A foundation’s provision of proxy voting rights, for voting at the annual shareholder meeting, to the corporation in which the foundation owns stock and whose management includes disqualified persons, is not an act of self-dealing. See Example 3 of Treas. Reg. 53.4941(d)-2(f)(9).

A foundation’s naming of a recreation center after a substantial contributor as a condition of the substantial contributor’s gift is considered an incidental benefit. See Example 4 of Treas. Reg. 53.4941(d)-2(f)(9). See also Rev.
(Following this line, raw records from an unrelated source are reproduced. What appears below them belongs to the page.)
//! Error types for task and completion store operations.

use crate::entities::task::TaskId;

/// Errors returned by [`TaskStore`](crate::stores::TaskStore) and
/// [`CompletionStore`](crate::stores::CompletionStore).
#[derive(Debug, thiserror::Error)]
pub enum StoreError {
    #[error("Task not found: {0}")]
    NotFound(TaskId),

    #[error("Invalid data: {0}")]
    Validation(String),

    #[error("Storage error: {0}")]
    Storage(#[from] sea_orm::DbErr),
}

impl StoreError {
    /// Returns `true` if the referenced task does not exist.
    pub fn is_not_found(&self) -> bool {
        matches!(self, StoreError::NotFound(_))
    }

    /// Returns `true` if the input was rejected before touching the database.
    pub fn is_validation(&self) -> bool {
        matches!(self, StoreError::Validation(_))
    }
}

/// Result alias used by the stores and repositories.
pub type Result<T> = std::result::Result<T, StoreError>;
Rul. 73-407, 1973-2 C.B. 383 (a contribution by a private foundation to a public charity made on the condition that the public charity change its name to that of a substantial contributor to the foundation and agree not to change the name again for 100 years does not constitute an act of self-dealing).
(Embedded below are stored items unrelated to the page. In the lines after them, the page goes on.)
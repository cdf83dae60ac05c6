//! Completion record repository for database operations.

use sea_orm::sea_query::OnConflict;
use sea_orm::{ActiveValue, ConnectionTrait, EntityTrait, QueryOrder};

use crate::entities::done;
use crate::entities::task::TaskId;
use crate::error::Result;

/// Repository for completion-related database operations.
pub struct DoneRepository;

impl DoneRepository {
    /// Get all completion records ordered by task id.
    pub async fn get_all<C>(conn: &C) -> Result<Vec<done::Model>>
    where
        C: ConnectionTrait,
    {
        Ok(done::Entity::find().order_by_asc(done::Column::Id).all(conn).await?)
    }

    /// Check whether a completion record exists for the task.
    pub async fn exists<C>(conn: &C, task_id: TaskId) -> Result<bool>
    where
        C: ConnectionTrait,
    {
        Ok(done::Entity::find_by_id(task_id).one(conn).await?.is_some())
    }

    /// Insert a completion record unless one already exists.
    ///
    /// Returns the number of rows inserted (0 when the task was already done).
    pub async fn insert_if_absent<C>(conn: &C, task_id: TaskId) -> Result<u64>
    where
        C: ConnectionTrait,
    {
        let record = done::ActiveModel {
            id: ActiveValue::Set(task_id),
        };

        Ok(done::Entity::insert(record)
            .on_conflict(OnConflict::column(done::Column::Id).do_nothing().to_owned())
            .exec_without_returning(conn)
            .await?)
    }

    /// Delete the completion record for a task, returning the number of rows removed.
    pub async fn delete_by_id<C>(conn: &C, task_id: TaskId) -> Result<u64>
    where
        C: ConnectionTrait,
    {
        Ok(done::Entity::delete_by_id(task_id).exec(conn).await?.rows_affected)
    }
}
Issue indicators or audit tips

Issue indicators:

  • Review Form 990-PF, Return of Private Foundation or Section 4947(a)(1) Nonexempt Charitable Trust Treated as a Private Foundation, Part VI-B (Statements Regarding Activities for Which Form 4720 May Be Required) to determine whether there is any initial excise tax due under Section 4941.
  • Analyze any possible self-dealing transactions to determine if the benefit to the disqualified person might meet the exception to self-dealing as being incidental and tenuous, taking into consideration that the exception should be narrowly construed.
  • Review grants to determine if any disqualified person with respect to the private foundation has any connection with the organization receiving the grants.
  • Review the foundation’s website to see if there are any benefits that might possibly be obtained by a disqualified person by the use of the foundation’s assets.

Audit tips:

  • Review all transactions undertaken between the foundation and its disqualified persons. Examiners will need to investigate and identify the disqualified persons with respect to the private foundation and determine if any transactions have occurred between the disqualified persons and the foundation that might warrant further review. Evidence can be obtained from contracts, meeting minutes, bank statements and cancelled checks, interviews, tours of the facility, personnel and payroll records.
  • Review other Chapter 42 excise taxes to ensure no other Chapter 42 violations occurred. These potential violations include Section 4942 (Mandatory Distributions), Section 4943 (Excess Business Holdings), Section 4944 (Jeopardizing Investments), and Section 4945 (Taxable Expenditures). For instance, an act of self-dealing that violates Section 4941 might also be a taxable expenditure pursuant to Section 4945(d)(5).
  • Tour the foundation’s facility to observe all property (real or personal) owned by the foundation.
  • Review balance sheet listing of assets, including depreciation schedules.
  • Establish location of all assets, even fully depreciated ones, and identify who is using them. For instance:
    • real property owned by the private foundation might be used by disqualified persons for hunting or other personal uses. See Treas. Reg. 53.4941(d)-4(e) for an exception for certain property jointly owned as of Oct. 9, 1969.
    • a fully depreciated vehicle may be driven by a disqualified person.
    • artwork owned by the private foundation may be listed in the books as in “storage” but in fact is displayed in a disqualified person’s residence or business.
  • How were fully depreciated assets (which still may have value) disposed of?  Were they just given to a disqualified person?
  • Review rental agreements, sales contracts, agreements, side deals.
  • Examine the income stream of the foundation to ensure the income is not being derived from any activity involving a disqualified person. If so, determine if the activity falls within one of the exceptions to self-dealing pursuant to Section 4941.